Put another way, Souter is saying that if all it takes is to give a fair reading to the Constitution and apply it to cases, then a monkey could do it. But obviously, the kinds of cases that come before the Supreme Court are not that simple.
As examples, Souter raised two cases: The one involving The Pentagon Papers, and Brown vs. Board of Education. In the first case, he noted, two constitutional values were in direct tension (freedom of the press vs. national security), and there was no obviously right answer. In the second, constitutional values had evolved to the point that "separate but equal" was no longer defensible, even if the plain language of the 14th Amendment guarantee of "equal protection" had not changed.
Conservatives raise the spector of "judicial activism" whenever judges interpret the Constitution in a way which gives an outcome that conservatives don't like. They also deride the notion of a "living Constitution" — the idea that the Constitution changes as society changes. On this latter point, Souter essentially says "Well, yeah! Exactly!" After all, in the real world, the protections of the 14th Amendment were not guaranteed under a "separate but equal" construct. Only when "separate but equal" was abandoned in Brown did the 14th Amendment actually guarantee equal protection.

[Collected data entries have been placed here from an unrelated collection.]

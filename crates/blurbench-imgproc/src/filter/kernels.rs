use blurbench_image::ImageError;

/// Compute the side length of the square gaussian kernel for a given sigma.
///
/// The kernel covers three standard deviations on each side of the center, i.e.
/// `2 * ceil(3 * sigma) + 1`, so the size is always odd.
pub fn gaussian_kernel_size(sigma: f32) -> usize {
    (sigma * 3.0).ceil() as usize * 2 + 1
}

/// Largest kernel side length accepted by [`GaussianKernel::new`], reached at sigma 500/3.
pub const MAX_KERNEL_SIZE: usize = 1001;

/// Whether a kernel can be built for `sigma`: positive, finite and not wider than
/// [`MAX_KERNEL_SIZE`].
pub fn is_valid_sigma(sigma: f32) -> bool {
    sigma.is_finite() && sigma > 0.0 && (sigma * 3.0).ceil() <= ((MAX_KERNEL_SIZE - 1) / 2) as f32
}

/// A normalized square gaussian kernel.
///
/// The weights are stored row-major: `weight(kx, ky)` lives at `ky * size + kx`.
#[derive(Clone, Debug, PartialEq)]
pub struct GaussianKernel {
    sigma: f32,
    size: usize,
    weights: Vec<f32>,
}

impl GaussianKernel {
    /// Create a gaussian blur kernel.
    ///
    /// # Arguments
    ///
    /// * `sigma` - The standard deviation of the gaussian. Must be positive and finite.
    ///
    /// # Returns
    ///
    /// A kernel of size `2 * ceil(3 * sigma) + 1` whose weights sum to one.
    ///
    /// # Errors
    ///
    /// Returns [`ImageError::InvalidSigma`] if sigma is not a positive finite number or if
    /// the kernel would be wider than [`MAX_KERNEL_SIZE`].
    ///
    /// # Examples
    ///
    /// ```
    /// use blurbench_imgproc::filter::kernels::GaussianKernel;
    ///
    /// let kernel = GaussianKernel::new(1.0).unwrap();
    /// assert_eq!(kernel.size(), 7);
    /// assert_eq!(kernel.offset(), 3);
    /// ```
    pub fn new(sigma: f32) -> Result<Self, ImageError> {
        if !is_valid_sigma(sigma) {
            return Err(ImageError::InvalidSigma(sigma));
        }

        let size = gaussian_kernel_size(sigma);
        let center = (size / 2) as i64;
        let denom = 2.0 * sigma * sigma;

        // compute the kernel
        let mut weights = Vec::with_capacity(size * size);
        for ky in 0..size as i64 {
            for kx in 0..size as i64 {
                let (dx, dy) = (kx - center, ky - center);
                let exponent = -((dx * dx + dy * dy) as f32) / denom;
                weights.push((exponent as f64).exp() as f32);
            }
        }

        // normalize the kernel
        let norm = weights.iter().sum::<f32>();
        weights.iter_mut().for_each(|w| *w /= norm);

        Ok(Self {
            sigma,
            size,
            weights,
        })
    }

    /// The sigma the kernel was built from.
    pub fn sigma(&self) -> f32 {
        self.sigma
    }

    /// The side length of the kernel.
    pub fn size(&self) -> usize {
        self.size
    }

    /// Distance from the kernel center to its edge, `size / 2`.
    pub fn offset(&self) -> usize {
        self.size / 2
    }

    /// The weight at column `kx` and row `ky`.
    pub fn weight(&self, kx: usize, ky: usize) -> f32 {
        self.weights[ky * self.size + kx]
    }

    /// The weights of kernel row `ky`, indexed by `kx`.
    pub fn row(&self, ky: usize) -> &[f32] {
        &self.weights[ky * self.size..(ky + 1) * self.size]
    }

    /// All weights, row-major.
    pub fn as_slice(&self) -> &[f32] {
        &self.weights
    }
}
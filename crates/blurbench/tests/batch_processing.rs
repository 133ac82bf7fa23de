use std::path::PathBuf;

use blurbench::{
    image::{Image, ImageSize},
    imgproc::filter::{gaussian_blur_sequential, kernels::GaussianKernel},
    io::functional::{list_images, read_image_any_rgb8, write_image_rgb8},
    synthetic::{generate_test_images, random_image},
    BatchProcessor, BenchmarkConfig, BenchmarkHarness, BlurConfig, BlurError, ProcessingMode,
};
use rand::{rngs::StdRng, SeedableRng};

fn init_logger() {
    let _ = env_logger::builder().is_test(true).try_init();
}

/// Write lossless random images so the decoded pixels are known exactly.
fn write_png_batch(
    dir: &std::path::Path,
    sizes: &[(usize, usize)],
) -> Result<(Vec<PathBuf>, Vec<Image<u8, 3>>), BlurError> {
    let mut rng = StdRng::seed_from_u64(2024);
    let mut paths = Vec::new();
    let mut images = Vec::new();
    for (i, &(width, height)) in sizes.iter().enumerate() {
        let image = random_image(&mut rng, ImageSize { width, height })?;
        let path = dir.join(format!("input_{i}.png"));
        write_image_rgb8(&path, &image).map_err(BlurError::Encode)?;
        paths.push(path);
        images.push(image);
    }
    Ok((paths, images))
}

#[test]
fn sequential_and_parallel_agree() -> Result<(), BlurError> {
    init_logger();
    let tmp_dir = tempfile::tempdir()?;
    let (paths, images) = write_png_batch(tmp_dir.path(), &[(64, 48), (33, 70), (90, 17)])?;

    let config = BlurConfig {
        sigma: 1.5,
        num_threads: 3,
        leaf_area: 256,
        region_threads: Some(2),
    };
    let processor = BatchProcessor::new(config)?;

    let sequential = processor.process(&paths, ProcessingMode::Sequential)?;
    let parallel = processor.process(&paths, ProcessingMode::Parallel)?;

    assert_eq!(sequential.len(), 3);
    assert_eq!(sequential.images(), parallel.images());

    let kernel = GaussianKernel::new(1.5)?;
    for (blurred, image) in parallel.images().iter().zip(&images) {
        assert_eq!(blurred, &gaussian_blur_sequential(image, &kernel)?);
    }
    Ok(())
}

#[test]
fn parallel_keeps_input_order_around_failures() -> Result<(), BlurError> {
    init_logger();
    let tmp_dir = tempfile::tempdir()?;
    let sizes = [(10, 10), (20, 10), (30, 10), (40, 10), (50, 10)];
    let (mut paths, _) = write_png_batch(tmp_dir.path(), &sizes)?;
    paths.insert(2, tmp_dir.path().join("does_not_exist.png"));

    let processor = BatchProcessor::new(BlurConfig {
        sigma: 1.0,
        num_threads: 4,
        leaf_area: 16,
        region_threads: Some(2),
    })?;
    let result = processor.process_parallel(&paths)?;

    let widths: Vec<usize> = result.images().iter().map(Image::width).collect();
    assert_eq!(widths, vec![10, 20, 30, 40, 50]);
    Ok(())
}

#[test]
fn generate_process_and_save() -> Result<(), BlurError> {
    init_logger();
    let tmp_dir = tempfile::tempdir()?;
    let input_dir = tmp_dir.path().join("test_images");
    let output_dir = tmp_dir.path().join("output");

    let size = ImageSize {
        width: 48,
        height: 40,
    };
    generate_test_images(&input_dir, 4, size, &mut StdRng::seed_from_u64(9))?;
    let paths = list_images(&input_dir)?;
    assert_eq!(paths.len(), 4);

    let processor = BatchProcessor::new(BlurConfig::default())?;
    let result = processor.process(&paths, ProcessingMode::Parallel)?;
    assert_eq!(result.len(), 4);

    let saved = result.save_to_dir(&output_dir)?;
    assert_eq!(saved.len(), 4);
    for path in &saved {
        assert_eq!(read_image_any_rgb8(path)?.size(), size);
    }
    Ok(())
}

#[test]
fn benchmark_report_covers_every_thread_count() -> Result<(), BlurError> {
    init_logger();
    let tmp_dir = tempfile::tempdir()?;
    let (paths, _) = write_png_batch(tmp_dir.path(), &[(40, 40), (40, 40)])?;

    let harness = BenchmarkHarness::new(BenchmarkConfig {
        sigma: 1.0,
        thread_counts: vec![1, 2],
        runs: 2,
        leaf_area: 400,
        region_threads: Some(2),
    })?;
    let report = harness.run(&paths)?;

    assert_eq!(report.num_images, 2);
    assert_eq!(report.rows.len(), 2);
    assert!(report
        .rows
        .iter()
        .all(|row| row.speedup.is_finite() && row.speedup > 0.0));

    let csv = report.to_string();
    let lines: Vec<&str> = csv.lines().collect();
    assert_eq!(lines[2], "ThreadCount,ProcessingTime,Speedup");
    assert!(lines[3].starts_with("1,") && lines[3].ends_with(",1.00"));
    assert!(lines[4].starts_with("1,"));
    assert!(lines[5].starts_with("2,"));
    Ok(())
}
use blurbench_image::{Image, ImageError};

use crate::{
    filter::{gaussian_blur_region_padded, kernels::GaussianKernel},
    merge::merge_quadrants,
    region::{Quadrants, Region},
};

/// Regions with at most this many pixels are blurred directly instead of being split.
pub const DEFAULT_LEAF_AREA: usize = 50_000;

/// A unit of the recursive blur: one region of a shared, read-only source image.
///
/// A task whose region covers at most `leaf_area` pixels is a leaf and blurs its region with
/// a padded window. Any other task splits its region into four quadrants, spawns the
/// top-left, top-right and bottom-left children on the current rayon pool, computes the
/// bottom-right child itself and merges the four results.
///
/// The output of a task only depends on the source image, the kernel and the region, so it
/// is the same whatever order the children finish in.
pub struct RegionTask<'a, const C: usize> {
    src: &'a Image<u8, C>,
    kernel: &'a GaussianKernel,
    region: Region,
    leaf_area: usize,
}

impl<'a, const C: usize> RegionTask<'a, C> {
    /// Create the root task covering the whole source image.
    ///
    /// A `leaf_area` of zero is treated as one so the recursion always bottoms out.
    pub fn root(src: &'a Image<u8, C>, kernel: &'a GaussianKernel, leaf_area: usize) -> Self {
        Self {
            src,
            kernel,
            region: Region::from_size(src.size()),
            leaf_area: leaf_area.max(1),
        }
    }

    fn child(&self, region: Region) -> Self {
        Self {
            src: self.src,
            kernel: self.kernel,
            region,
            leaf_area: self.leaf_area,
        }
    }

    /// The region this task is responsible for.
    pub fn region(&self) -> Region {
        self.region
    }

    /// Whether the task computes its region directly.
    pub fn is_leaf(&self) -> bool {
        self.region.area() <= self.leaf_area
    }

    /// Run the task and return an image with the size of its region.
    ///
    /// Children are scheduled on the rayon pool the caller runs in (the global pool unless
    /// called from inside [`rayon::ThreadPool::install`]).
    ///
    /// # Errors
    ///
    /// Any error of a child aborts the whole task; the other children still run to completion
    /// on their own buffers but their results are discarded.
    pub fn compute(&self) -> Result<Image<u8, C>, ImageError> {
        if self.is_leaf() {
            return gaussian_blur_region_padded(self.src, self.region, self.kernel);
        }

        let quads = self.region.quadrants();
        let top_left = self.child(quads.top_left);
        let top_right = self.child(quads.top_right);
        let bottom_left = self.child(quads.bottom_left);
        let bottom_right = self.child(quads.bottom_right);

        let (mut tl, mut tr, mut bl) = (None, None, None);
        let br = rayon::scope(|s| {
            s.spawn(|_| tl = Some(top_left.compute()));
            s.spawn(|_| tr = Some(top_right.compute()));
            s.spawn(|_| bl = Some(bottom_left.compute()));
            bottom_right.compute()
        });

        // join in reverse order of submission
        let bottom_right = br?;
        let bottom_left = joined(bl, "bottom-left")?;
        let top_right = joined(tr, "top-right")?;
        let top_left = joined(tl, "top-left")?;

        merge_quadrants(Quadrants {
            top_left,
            top_right,
            bottom_left,
            bottom_right,
        })
    }
}

fn joined<const C: usize>(
    slot: Option<Result<Image<u8, C>, ImageError>>,
    name: &str,
) -> Result<Image<u8, C>, ImageError> {
    slot.unwrap_or_else(|| {
        Err(ImageError::QuadrantMismatch(format!(
            "{name} quadrant produced no output"
        )))
    })
}

/// Blur an image by recursive quadrant decomposition.
///
/// The result is pixel-identical to [`crate::filter::gaussian_blur_sequential`] for any
/// `leaf_area`, including the black border band the interior scan leaves untouched.
///
/// # Arguments
///
/// * `src` - The source image with shape (H, W, C).
/// * `kernel` - The gaussian kernel.
/// * `leaf_area` - Largest region, in pixels, that is blurred without splitting.
///
/// # Examples
///
/// ```
/// use blurbench_image::Image;
/// use blurbench_imgproc::decompose::gaussian_blur_recursive;
/// use blurbench_imgproc::filter::{gaussian_blur_sequential, kernels::GaussianKernel};
///
/// let data = (0..40 * 30 * 3).map(|i| (i * 7 % 256) as u8).collect();
/// let src = Image::<u8, 3>::new([40, 30].into(), data).unwrap();
/// let kernel = GaussianKernel::new(1.0).unwrap();
///
/// let recursive = gaussian_blur_recursive(&src, &kernel, 100).unwrap();
/// let sequential = gaussian_blur_sequential(&src, &kernel).unwrap();
/// assert_eq!(recursive, sequential);
/// ```
pub fn gaussian_blur_recursive<const C: usize>(
    src: &Image<u8, C>,
    kernel: &GaussianKernel,
    leaf_area: usize,
) -> Result<Image<u8, C>, ImageError> {
    RegionTask::root(src, kernel, leaf_area).compute()
}

/// List the leaf regions the recursive blur visits for `region`.
///
/// Leaves are returned depth-first in top-left, top-right, bottom-left, bottom-right order.
/// Together they tile `region` exactly.
pub fn leaf_regions(region: Region, leaf_area: usize) -> Vec<Region> {
    let leaf_area = leaf_area.max(1);
    let mut leaves = Vec::new();
    let mut stack = vec![region];

    while let Some(region) = stack.pop() {
        if region.area() <= leaf_area {
            leaves.push(region);
            continue;
        }
        // reversed so that the top-left quadrant is visited first
        let mut quads = region.quadrants().into_array();
        quads.reverse();
        stack.extend(quads);
    }

    leaves
}
use blurbench_image::ImageError;
use blurbench_imgproc::parallel::ParallelError;
use blurbench_io::IoError;

/// An error type for batch processing and benchmarking.
#[derive(thiserror::Error, Debug)]
pub enum BlurError {
    /// The gaussian sigma is not positive or gives a kernel wider than the supported maximum.
    #[error("Sigma must be positive and at most 500/3, got {0}")]
    InvalidSigma(f32),

    /// The worker pool size is zero.
    #[error("Thread count must be > 0, got {0}")]
    InvalidThreadCount(usize),

    /// The number of benchmark repetitions is zero.
    #[error("Run count must be > 0, got {0}")]
    InvalidRunCount(usize),

    /// The leaf area of the recursive decomposition is zero.
    #[error("Leaf area must be > 0, got {0}")]
    InvalidLeafArea(usize),

    /// The benchmark has no thread counts to measure.
    #[error("At least one thread count is required")]
    EmptyThreadCounts,

    /// An image could not be read or decoded.
    #[error("Failed to decode the image. {0}")]
    Decode(#[from] IoError),

    /// An image could not be encoded or written.
    #[error("Failed to encode the image. {0}")]
    Encode(IoError),

    /// The blur reported an error for one image.
    #[error("Failed to process the image. {0}")]
    Computation(#[from] ImageError),

    /// The blur panicked for one image.
    #[error("Image processing panicked: {0}")]
    ComputationFault(String),

    /// A worker pool could not be created.
    #[error("Failed to create the worker pool. {0}")]
    ThreadPool(#[from] ParallelError),

    /// A configuration file could not be parsed.
    #[error("Failed to parse the configuration. {0}")]
    Config(#[from] serde_json::Error),

    /// A file or directory could not be accessed.
    #[error("Failed to manipulate the file. {0}")]
    File(#[from] std::io::Error),
}
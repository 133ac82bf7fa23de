use std::path::PathBuf;

/// Failures at the file boundary: reading, decoding and encoding images.
#[derive(thiserror::Error, Debug)]
pub enum IoError {
    /// The path does not exist.
    #[error("File does not exist: {0}")]
    FileDoesNotExist(PathBuf),

    /// The extension does not name a supported output format.
    #[error("Unsupported image file extension: {0}")]
    InvalidFileExtension(PathBuf),

    /// The file system refused an operation.
    #[error("Failed to manipulate the file. {0}")]
    FileError(#[from] std::io::Error),

    /// The decoded buffer does not form a valid image.
    #[error("Failed to create image. {0}")]
    ImageCreationError(#[from] blurbench_image::ImageError),

    /// The file content is not a decodable image.
    #[error("Failed to decode the image. {0}")]
    ImageDecodeError(#[from] image::ImageError),

    /// The encoder rejected the image.
    #[error("Failed to encode the image. {0}")]
    ImageEncodeError(image::ImageError),
}
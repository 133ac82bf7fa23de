use crate::error::ImageError;

/// Width and height of an image, in pixels.
///
/// # Examples
///
/// ```
/// use blurbench_image::ImageSize;
///
/// let size = ImageSize { width: 640, height: 480 };
/// assert_eq!(size.area(), 307_200);
/// assert_eq!(size, [640, 480].into());
/// ```
#[derive(Clone, Copy, Debug, PartialEq, Eq, Hash)]
pub struct ImageSize {
    /// Number of columns.
    pub width: usize,
    /// Number of rows.
    pub height: usize,
}

impl ImageSize {
    /// Number of pixels covered by the size.
    pub fn area(&self) -> usize {
        self.width * self.height
    }
}

impl std::fmt::Display for ImageSize {
    fn fmt(&self, f: &mut std::fmt::Formatter<'_>) -> std::fmt::Result {
        write!(f, "{}x{}", self.width, self.height)
    }
}

impl From<[usize; 2]> for ImageSize {
    /// Build a size from `[width, height]`.
    fn from([width, height]: [usize; 2]) -> Self {
        Self { width, height }
    }
}

/// An owned image of `CHANNELS` interleaved channels per pixel.
///
/// Pixels are stored row after row, so the buffer has the layout (H, W, C) and its length is
/// always `width * height * CHANNELS`. Filters read from one image and produce another; a
/// decoded image is never modified in place.
#[derive(Clone, Debug, PartialEq)]
pub struct Image<T, const CHANNELS: usize> {
    size: ImageSize,
    data: Vec<T>,
}

impl<T, const CHANNELS: usize> Image<T, CHANNELS> {
    /// Wrap a pixel buffer of the given size.
    ///
    /// # Errors
    ///
    /// Returns [`ImageError::InvalidChannelShape`] when `data` does not hold exactly
    /// `width * height * CHANNELS` values.
    ///
    /// # Examples
    ///
    /// ```
    /// use blurbench_image::{Image, ImageSize};
    ///
    /// let rgb = Image::<u8, 3>::new([4, 2].into(), vec![7; 4 * 2 * 3]).unwrap();
    /// assert_eq!((rgb.width(), rgb.height()), (4, 2));
    ///
    /// assert!(Image::<u8, 3>::new(ImageSize { width: 4, height: 2 }, vec![7; 5]).is_err());
    /// ```
    pub fn new(size: ImageSize, data: Vec<T>) -> Result<Self, ImageError> {
        let expected = size.area() * CHANNELS;
        if data.len() != expected {
            return Err(ImageError::InvalidChannelShape(data.len(), expected));
        }

        Ok(Self { size, data })
    }

    /// An image where every channel of every pixel is `val`.
    pub fn from_size_val(size: ImageSize, val: T) -> Result<Self, ImageError>
    where
        T: Clone,
    {
        Self::new(size, vec![val; size.area() * CHANNELS])
    }

    /// The image size.
    pub fn size(&self) -> ImageSize {
        self.size
    }

    /// Alias of [`Self::width`].
    pub fn cols(&self) -> usize {
        self.size.width
    }

    /// Alias of [`Self::height`].
    pub fn rows(&self) -> usize {
        self.size.height
    }

    /// Number of columns.
    pub fn width(&self) -> usize {
        self.size.width
    }

    /// Number of rows.
    pub fn height(&self) -> usize {
        self.size.height
    }

    /// Number of interleaved channels.
    pub fn num_channels(&self) -> usize {
        CHANNELS
    }

    /// The whole buffer.
    pub fn as_slice(&self) -> &[T] {
        &self.data
    }

    /// The whole buffer, mutably.
    pub fn as_slice_mut(&mut self) -> &mut [T] {
        &mut self.data
    }

    /// The `width * CHANNELS` values of row `y`.
    ///
    /// Panics if `y` is out of bounds.
    pub fn row(&self, y: usize) -> &[T] {
        let stride = self.size.width * CHANNELS;
        &self.data[y * stride..(y + 1) * stride]
    }

    /// The value at `[y, x, ch]`, or `None` when any index is out of range.
    pub fn get(&self, index: [usize; 3]) -> Option<&T> {
        let [y, x, ch] = index;
        if y >= self.size.height || x >= self.size.width || ch >= CHANNELS {
            return None;
        }
        self.data.get((y * self.size.width + x) * CHANNELS + ch)
    }

    /// Channel `ch` of the pixel at column `x`, row `y`.
    ///
    /// # Errors
    ///
    /// [`ImageError::PixelIndexOutOfBounds`] or [`ImageError::ChannelIndexOutOfBounds`] when
    /// the coordinates fall outside the image.
    pub fn get_pixel(&self, x: usize, y: usize, ch: usize) -> Result<T, ImageError>
    where
        T: Copy,
    {
        let (width, height) = (self.size.width, self.size.height);
        if x >= width || y >= height {
            return Err(ImageError::PixelIndexOutOfBounds(x, y, width, height));
        }
        if ch >= CHANNELS {
            return Err(ImageError::ChannelIndexOutOfBounds(ch, CHANNELS));
        }

        Ok(self.data[(y * width + x) * CHANNELS + ch])
    }
}

#[cfg(test)]
mod tests {
    use super::*;

    #[test]
    fn size_conversions() {
        let size: ImageSize = [3, 5].into();
        assert_eq!(size.width, 3);
        assert_eq!(size.height, 5);
        assert_eq!(size.area(), 15);
        assert_eq!(size.to_string(), "3x5");
    }

    #[test]
    fn new_checks_buffer_length() -> Result<(), ImageError> {
        let gray = Image::<u8, 1>::new([3, 2].into(), vec![1, 2, 3, 4, 5, 6])?;
        assert_eq!(gray.num_channels(), 1);
        assert_eq!((gray.cols(), gray.rows()), (3, 2));

        let res = Image::<u8, 3>::new([2, 2].into(), vec![0u8; 11]);
        assert_eq!(res, Err(ImageError::InvalidChannelShape(11, 12)));
        Ok(())
    }

    #[test]
    fn pixel_access() -> Result<(), ImageError> {
        // one column, two rows
        let image = Image::<u8, 3>::new([1, 2].into(), vec![0, 1, 2, 3, 4, 5])?;

        assert_eq!(image.get([1, 0, 2]), Some(&5));
        assert_eq!(image.get([2, 0, 0]), None);
        assert_eq!(image.get([0, 0, 3]), None);
        assert_eq!(image.get_pixel(0, 1, 1)?, 4);
        assert_eq!(
            image.get_pixel(1, 0, 0),
            Err(ImageError::PixelIndexOutOfBounds(1, 0, 1, 2))
        );
        assert_eq!(
            image.get_pixel(0, 0, 3),
            Err(ImageError::ChannelIndexOutOfBounds(3, 3))
        );
        assert_eq!(image.row(1), &[3, 4, 5]);
        Ok(())
    }

    #[test]
    fn mutate_buffer() -> Result<(), ImageError> {
        let mut image = Image::<u8, 3>::from_size_val([2, 1].into(), 9)?;
        image.as_slice_mut()[4] = 1;
        assert_eq!(image.as_slice(), &[9, 9, 9, 9, 1, 9]);
        Ok(())
    }

    #[test]
    fn empty_image() -> Result<(), ImageError> {
        let image = Image::<u8, 3>::from_size_val([0, 0].into(), 0)?;
        assert!(image.as_slice().is_empty());
        assert_eq!(image.size().area(), 0);
        Ok(())
    }
}
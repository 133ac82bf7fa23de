/// An error type for the image and image processing crates.
#[derive(thiserror::Error, Debug, PartialEq)]
pub enum ImageError {
    /// Error when channel and shape are not valid.
    #[error("Data length ({0}) does not match the image size ({1})")]
    InvalidChannelShape(usize, usize),

    /// Error when two images that must agree in size do not.
    #[error("Image size mismatch: ({0}x{1}) vs ({2}x{3})")]
    InvalidImageSize(usize, usize, usize, usize),

    /// Error when the pixel coordinates are out of bounds.
    #[error("Pixel coordinates ({0}, {1}) are out of bounds ({2}, {3})")]
    PixelIndexOutOfBounds(usize, usize, usize, usize),

    /// Error when the channel index is out of bounds.
    #[error("Channel index ({0}) is out of bounds ({1})")]
    ChannelIndexOutOfBounds(usize, usize),

    /// Error when the gaussian sigma is not positive or gives a kernel that is too wide.
    #[error("Sigma must be positive and at most 500/3, got {0}")]
    InvalidSigma(f32),

    /// Error when a region does not fit inside the image it refers to.
    #[error("Region ({0}, {1}, {2}x{3}) is out of the image bounds ({4}x{5})")]
    RegionOutOfBounds(usize, usize, usize, usize, usize, usize),

    /// Error when four quadrants cannot be tiled into one image.
    #[error("Quadrant sizes do not tile a rectangle: {0}")]
    QuadrantMismatch(String),
}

Justice Souter acknowledges that justices cannot be blind to real world results; whereas Scalia and Thomas insist that justices must be blind real world results.
In any event, Souter's commencement speech has hit a chord and is already being touted as an important contribution, along the line of Oliver Wendell Holmes' "Common Law", to the discourse about Constitutional interpretation. "Justice Souter's extraordinarily candid and accessible remarks will be part of law school discussions and debates for years to come", as one scholar noted.